Chances are, your lender's not going to report your payment as missed until it's at least 30 days past due. It could, however, still be reported as late.

Call your credit card company and make excuses and apologies for your tardiness. Use all your charm to try to persuade the agent to code the payment as on time.

30-59 days late

There's now a missed payment on your report. It's inevitable that your score's going to take a hit, because, as VantageScore says in a 2012 credit-scoring white paper, this is a tipping point, which often signals to prospective lenders that you bring "potential for significant exposure."

That's serious, but it's not the end of the world. Just how damaging one or more missed payments are going to be depends largely on what your score was before. The higher it was, the bigger the drop it's likely to experience.

"If you've been an A-plus student, and suddenly you get an F, your grade point's going to drop further than if you're someone who's been a D student and then gets an F," Sprauve explains.

True, that skipped payment's going to remain on your credit report for the next seven years (yes, even if you subsequently close the account), but its impact on your score is going to fade over time. That VantageScore document says its systems could see scores recover within 18 months or so, providing all other current accounts are perfectly maintained. Your FICO score may bounce back more quickly in the same circumstances. Sprauve suggests perhaps a year for someone with a previously high score, and less for someone who started out with a middling one.

60-150+ days late

You can't realistically expect your credit card issuer to keep coding your reduced or skipped payments in a friendly way, and eventually your issues are likely to be reflected in your score. Multiple missed payments are going to hurt it badly.
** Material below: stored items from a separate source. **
use thiserror::Error;

pub type Result<T> = std::result::Result<T, ForensicsError>;

#[derive(Error, Debug)]
pub enum ForensicsError {
    #[error("No file found with name {0}")]
    FileNotFound(String),
    #[error("No file found with hash code {0}")]
    HashNotFound(i32),
    #[error("No commit {commit_id} recorded for file {file_name}")]
    CommitNotFound { file_name: String, commit_id: String },
    #[error("Invalid file link: {0}")]
    InvalidLink(String),
    #[error("Git error: {0}")]
    Git(#[from] Box<gix::open::Error>),
    #[error("Database error: {0}")]
    Database(#[from] rusqlite::Error),
    #[error("Cache error: {0}")]
    Cache(String),
    #[error("Serialization error: {0}")]
    Serde(#[from] serde_json::Error),
    #[error("IO error: {0}")]
    Io(#[from] std::io::Error),
    #[error("Parse error: {0}")]
    Parse(String),
    #[error("Invalid date: {0}")]
    InvalidDate(String),
    #[error("Object find error: {0}")]
    ObjectFind(#[from] Box<gix::object::find::existing::Error>),
    #[error("Commit error: {0}")]
    Commit(#[from] Box<gix::object::commit::Error>),
    #[error("Reference find error: {0}")]
    RefFind(#[from] Box<gix::reference::find::existing::Error>),
    #[error("Head peel error: {0}")]
    HeadPeel(#[from] Box<gix::head::peel::to_commit::Error>),
    #[error("Object find with conversion error: {0}")]
    ObjectFindConv(#[from] Box<gix::object::find::existing::with_conversion::Error>),
    #[error("Object decode error: {0}")]
    ObjectDecode(#[from] Box<gix::objs::decode::Error>),
    #[error("Diff tree to tree error: {0}")]
    DiffTreeToTree(#[from] Box<gix::repository::diff_tree_to_tree::Error>),
    #[error("Git discover error: {0}")]
    GitDiscover(#[from] Box<gix::discover::Error>),
}

// Manual From implementations for unboxed to boxed conversions
impl From<gix::open::Error> for ForensicsError {
    fn from(err: gix::open::Error) -> Self {
        ForensicsError::Git(Box::new(err))
    }
}

impl From<gix::object::find::existing::Error> for ForensicsError {
    fn from(err: gix::object::find::existing::Error) -> Self {
        ForensicsError::ObjectFind(Box::new(err))
    }
}

impl From<gix::object::commit::Error> for ForensicsError {
    fn from(err: gix::object::commit::Error) -> Self {
        ForensicsError::Commit(Box::new(err))
    }
}

impl From<gix::reference::find::existing::Error> for ForensicsError {
    fn from(err: gix::reference::find::existing::Error) -> Self {
        ForensicsError::RefFind(Box::new(err))
    }
}

impl From<gix::head::peel::to_commit::Error> for ForensicsError {
    fn from(err: gix::head::peel::to_commit::Error) -> Self {
        ForensicsError::HeadPeel(Box::new(err))
    }
}

impl From<gix::object::find::existing::with_conversion::Error> for ForensicsError {
    fn from(err: gix::object::find::existing::with_conversion::Error) -> Self {
        ForensicsError::ObjectFindConv(Box::new(err))
    }
}

impl From<gix::objs::decode::Error> for ForensicsError {
    fn from(err: gix::objs::decode::Error) -> Self {
        ForensicsError::ObjectDecode(Box::new(err))
    }
}

impl From<gix::repository::diff_tree_to_tree::Error> for ForensicsError {
    fn from(err: gix::repository::diff_tree_to_tree::Error) -> Self {
        ForensicsError::DiffTreeToTree(Box::new(err))
    }
}

impl From<gix::discover::Error> for ForensicsError {
    fn from(err: gix::discover::Error) -> Self {
        ForensicsError::GitDiscover(Box::new(err))
    }
}
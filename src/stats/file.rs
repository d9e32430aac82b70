use crate::error::{ForensicsError, Result};
use crate::link::{file_hash, file_link};
use crate::model::{Commit, PathChange};
use std::collections::{HashMap, HashSet};

/// Changes recorded for one commit id of a file.
#[derive(Debug, Clone, Default, PartialEq, Eq)]
struct CommitChanges {
    added_lines: u64,
    deleted_lines: u64,
    author: String,
}

/// Per-file history: which commits touched the file and how many lines each
/// of them added and deleted.
///
/// Only [`RepositoryStatistics`](super::RepositoryStatistics) creates these.
#[derive(Debug, Clone)]
pub struct FileStatistics {
    file_name: String,
    commits: Vec<String>,
    changes: HashMap<String, CommitChanges>,
    creation_time: i64,
    last_modification_time: i64,
    latest_change: Option<(i64, PathChange)>,
    old_names: Vec<String>,
}

impl FileStatistics {
    pub(crate) fn new(file_name: impl Into<String>) -> Self {
        Self {
            file_name: file_name.into(),
            commits: Vec::new(),
            changes: HashMap::new(),
            creation_time: i64::MAX,
            last_modification_time: i64::MIN,
            latest_change: None,
            old_names: Vec::new(),
        }
    }

    /// Folds one commit into this file. Repeated commit ids keep their first
    /// position and accumulate their line counts.
    pub fn accept(&mut self, commit: &Commit) {
        let revision = commit.revision_id();
        if !self.changes.contains_key(revision) {
            self.commits.push(revision.to_string());
        }
        let entry = self.changes.entry(revision.to_string()).or_default();
        entry.added_lines += u64::from(commit.added_lines());
        entry.deleted_lines += u64::from(commit.deleted_lines());
        entry.author = commit.author().to_string();

        let time = commit.time();
        self.creation_time = self.creation_time.min(time);
        self.last_modification_time = self.last_modification_time.max(time);

        let change = commit.change();
        if self.latest_change.map_or(true, |(latest, _)| time >= latest) {
            self.latest_change = Some((time, change));
        }

        if change == PathChange::Rename {
            if let Some(old) = commit.old_path() {
                if !self.old_names.iter().any(|name| name == old) {
                    self.old_names.push(old.to_string());
                }
            }
        }
    }

    pub fn file_name(&self) -> &str {
        &self.file_name
    }

    pub fn hash(&self) -> i32 {
        file_hash(&self.file_name)
    }

    pub fn link(&self) -> String {
        file_link(&self.file_name)
    }

    /// Commit ids in the order they were first seen.
    pub fn commits(&self) -> &[String] {
        &self.commits
    }

    pub fn added_lines(&self, commit_id: &str) -> Result<u64> {
        self.lookup(commit_id).map(|c| c.added_lines)
    }

    pub fn deleted_lines(&self, commit_id: &str) -> Result<u64> {
        self.lookup(commit_id).map(|c| c.deleted_lines)
    }

    pub fn author(&self, commit_id: &str) -> Result<&str> {
        self.lookup(commit_id).map(|c| c.author.as_str())
    }

    pub fn commit_count(&self) -> usize {
        self.commits.len()
    }

    pub fn author_count(&self) -> usize {
        self.changes
            .values()
            .map(|c| c.author.as_str())
            .collect::<HashSet<_>>()
            .len()
    }

    pub fn total_added_lines(&self) -> u64 {
        self.changes.values().map(|c| c.added_lines).sum()
    }

    pub fn total_deleted_lines(&self) -> u64 {
        self.changes.values().map(|c| c.deleted_lines).sum()
    }

    pub fn lines_of_code(&self) -> i64 {
        self.total_added_lines() as i64 - self.total_deleted_lines() as i64
    }

    pub fn absolute_churn(&self) -> u64 {
        self.total_added_lines() + self.total_deleted_lines()
    }

    /// Time of the oldest commit seen, or 0 for a file without commits.
    pub fn creation_time(&self) -> i64 {
        if self.commits.is_empty() {
            0
        } else {
            self.creation_time
        }
    }

    pub fn last_modification_time(&self) -> i64 {
        if self.commits.is_empty() {
            0
        } else {
            self.last_modification_time
        }
    }

    /// True when the most recent change removed the file.
    pub fn is_deleted(&self) -> bool {
        matches!(self.latest_change, Some((_, PathChange::Delete)))
    }

    /// Paths this file was renamed or moved from, in first-seen order.
    pub fn old_names(&self) -> &[String] {
        &self.old_names
    }

    fn lookup(&self, commit_id: &str) -> Result<&CommitChanges> {
        self.changes
            .get(commit_id)
            .ok_or_else(|| ForensicsError::CommitNotFound {
                file_name: self.file_name.clone(),
                commit_id: commit_id.to_string(),
            })
    }
}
Your goal now is to stop your creditor from "charging off" your balance. From your point of view, that accounting term means you're in default, and your debt's going to be passed to a collection agency or the lender's own in-house collection department.

If you ignore your card company, it's likely to charge off your account earlier than it might if you engage with it. It's not unusual for accounts to be sent for collection when they're 90 days past due.


Default means a world of hurt. Most obviously, you're likely to suffer endless harassing calls and scary (not always legal) threats from collectors. But, as bad, the effect on your credit score is certain to be catastrophic. VantageScore brackets a charge-off/default with a foreclosure, and warns of a "major score drop." The only thing worse would be a bankruptcy.

Sprauve points to another issue. Lenders (and some employers) look in detail at your credit report, and that's going to show this incident for at least seven long years after it occurs.

A brighter future

So you certainly want to avoid default if it's at all possible. But suppose the worst happens? Well, the great thing about credit scores is, once you're back on your financial feet, you can do a lot to recover. The prospect of a super-prime score is never an impossible dream. The last word on a default -- and this applies to all scoring issues -- goes to Sprauve.

"Even if you've stumbled, if you pick yourself up, dust yourself down, and start doing the things you need to do, you'll begin to recover almost immediately," he advises. "It'll take time to get back to where you started, but you'll definitely start moving in a positive direction."